Discipline & Punish opens with an agonizing description of state-sponsored torture and murder. It would seem like an unnecessary obscenity to have to say that Foucault was ‘opposed’ to this tribulation, though of course he would of had to have been. But it is a serious question, whether the text advances this project forward, and in exactly what way. It has been said that, “Habermas registered ethical concerns about Foucault’s putative affinities with the ‘aesthetic modernism’ of ‘nihilistic dark writers of the bourgeoisie’ like Nietzsche, which he equates with irrationalism, nihilism, and amoralism” (Longford 573). It would seem that any philosophy which does not concern itself with the ethical explicitly should potentially fall into such a trap. Furthermore, “Foucault’s recommendation of collective resistance has such a blind and undifferentiated character as to be almost politically irresponsible. He provides us, ultimately, with no way of distinguishing the resistance of the women’s movement or the Polish Solidarity movement from, say, the Ku Klux Klan or Jim Jones’s People’s Temple” (White 430). It is widely disputed therefore whether he could sufficiently justify his political commitments.
However, I think we must see conversely that, “…his ethics of self-fashioning takes the form of a relationship to one’s self that is ever cognizant of its fragility and contingency, and in which one seeks one’s own self-overcoming” (Longford 577). That there is no guarantee here, or in its place even a great risk, is not just the erasure of all hope for a future or for a glimmer of the transcendental. “In relation to his work in general, such an ethics of the care of the self follows from an acknowledgement of the contingency of identities and subject positions revealed in his genealogical studies. By revealing the artifice, contingency, and web of relations lying behind every identity, including one’s own, Foucault’s genealogies weaken the sense of necessity and inevitability attached to what we are, think, and do, thereby opening up a space for experimentation with new identities and social relation.” A radical politics should be in favor of the possibility of self-transformation over any definite, stable, necessary identity - say, by absolute, sovereign right. These set of quotations though define the two extreme polarities of readings in the literature regarding Foucault’s aesthetics. We will find that critical measures he deploys against an administrative containment of life under the guise of its preservation are not to be confused with some merely destructive aesthetic.
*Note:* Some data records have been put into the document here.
impl Matches<PackageRecord> for MatchSpec {
    /// Match a [`MatchSpec`] against a [`PackageRecord`]
    fn matches(&self, other: &PackageRecord) -> bool {
        if !self.name.matches(&other.name) {
            return false;
        }

        if let Some(spec) = self.version.as_ref() {
            if !spec.matches(&other.version) {
                return false;
            }
        }

        if let Some(build_string) = self.build.as_ref() {
            if !build_string.matches(&other.build) {
                return false;
            }
        }

        if let Some(build_number) = self.build_number.as_ref() {
            if !build_number.matches(&other.build_number) {
                return false;
            }
        }

        if let Some(md5_spec) = self.md5.as_ref() {
            if Some(md5_spec) != other.md5.as_ref() {
                return false;
            }
        }

        if let Some(sha256_spec) = self.sha256.as_ref() {
            if Some(sha256_spec) != other.sha256.as_ref() {
                return false;
            }
        }

        if let Some(license) = self.license.as_ref() {
            if Some(license) != other.license.as_ref() {
                return false;
            }
        }

        if let Some(track_features) = self.track_features.as_ref() {
            for feature in track_features {
                if !other.track_features.contains(feature) {
                    return false;
                }
            }
        }

        true
    }
}

impl Matches<RepoDataRecord> for MatchSpec {
    /// Match a [`MatchSpec`] against a [`RepoDataRecord`]
    fn matches(&self, other: &RepoDataRecord) -> bool {
        if let Some(url_spec) = self.url.as_ref() {
            if url_spec != &other.url {
                return false;
            }
        }

        if !self.matches(&other.package_record) {
            return false;
        }

        true
    }
}

impl Matches<RepoDataRecord> for NamelessMatchSpec {
    /// Match a [`NamelessMatchSpec`] against a [`RepoDataRecord`]
    fn matches(&self, other: &RepoDataRecord) -> bool {
        if let Some(url_spec) = self.url.as_ref() {
            if url_spec != &other.url {
                return false;
            }
        }

        if !self.matches(&other.package_record) {
            return false;
        }

        true
    }
}

impl Matches<GenericVirtualPackage> for MatchSpec {
    /// Match a [`MatchSpec`] against a [`GenericVirtualPackage`]
    fn matches(&self, other: &GenericVirtualPackage) -> bool {
        let name = &self.name;
        if !name.matches(&other.name) {
            return false;
        }

        if let Some(spec) = self.version.as_ref() {
            if !spec.matches(&other.version) {
                return false;
            }
        }

        if let Some(build_string) = self.build.as_ref() {
            if !build_string.matches(&other.build_string) {
                return false;
            }
        }
        true
    }
}

/// Convert a URL to a [`MatchSpec`]. This parses the URL and adds a `#sha256:...` or `md5=...`
/// from the fragment of the URL if it exists.
impl TryFrom<Url> for MatchSpec {
    type Error = MatchSpecUrlError;

    fn try_from(value: Url) -> Result<Self, Self::Error> {
        let mut spec = MatchSpec::default();
        let mut url_without_fragment = value.clone();
        url_without_fragment.set_fragment(None);
        spec.url = Some(url_without_fragment);

        // Handle URL fragment for checksums
        if let Some(fragment) = value.fragment() {
            if fragment.starts_with("sha256:") {
                let sha256 = fragment.trim_start_matches("sha256:");
                spec.sha256 = Some(
                    parse_digest_from_hex::<Sha256>(sha256)
                        .ok_or(MatchSpecUrlError::InvalidSha256(fragment.to_string()))?,
                );
            } else if !fragment.is_empty() {
                spec.md5 = Some(
                    parse_digest_from_hex::<Md5>(fragment)
                        .ok_or(MatchSpecUrlError::InvalidMd5(fragment.to_string()))?,
                );
            }
        }

        // Parse the filename from the URL and extract package information
        let filename = value
            .path_segments()
            .and_then(Iterator::last)
            .ok_or(MatchSpecUrlError::MissingFilename)?;

        let archive_identifier = CondaArchiveIdentifier::try_from_filename(filename)
            .ok_or(MatchSpecUrlError::InvalidFilename(filename.to_string()))?;
        spec.name = archive_identifier
            .identifier
            .name
            .parse::<PackageNameMatcher>()
            .map_err(|e| MatchSpecUrlError::InvalidPackageName(e.to_string()))?;
        Ok(spec)
    }
}

/// Errors that can occur when converting a URL to a `MatchSpec`
#[derive(Debug, thiserror::Error)]
pub enum MatchSpecUrlError {
    /// The URL is missing a conda package filename
    #[error("Missing filename in URL")]
    MissingFilename,

    /// The URL fragment is not a valid SHA256 digest
    #[error("Invalid SHA256 digest: {0}")]
    InvalidSha256(String),

    /// The URL fragment is not a valid MD5 digest
    #[error("Invalid MD5 digest: {0}")]
    InvalidMd5(String),

    /// The filename is not a valid conda package filename
    #[error("Invalid filename: {0}")]
    InvalidFilename(String),

    /// The package name is not a valid conda package name
    #[error("Invalid package name: {0}")]
    InvalidPackageName(String),
}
In a recent article Malabou reads Foucault as performing a revolting attack on biology, and proceeds with the presentation of an admirable defense of the field. But must Foucault be read as being generally opposed to biology? For him, it is merely not the final aim or end of life as Malabou and the rest of the clinical formation at large demands. Should we be surprised that they must attempt to make this demand of us? She sees the part of his aims that need to be retained in the introduction of biopolitics as the final deconstruction of the sovereign as power. Foucault describes in this way, “…the body imbued with the mechanics of life and serving as the basis of the biological processes: propagation, births and mortality, the level of health, life expectancy and longevity, with all the conditions that can cause these to vary” (Foucault 139). These early medical institutions began to stand in for the sovereign’s unconditional role of meting out death. Going on, “Their supervision was effected through an entire series of interventions and regulatory controls: a biopolitics of the population”. Another new form of power brought about in modernity, biopower, which undertakes an implicit deconstruction of prior sovereignty, is intimately related to the emergence of the biological sciences. Power being pervasive then is not going anywhere, but the sovereign figure of power is actively being diminished and replaced by new technologies of discipline & control, as administration, and self-regulation. Sovereignty as a function of centralization most significantly here is disintegrating.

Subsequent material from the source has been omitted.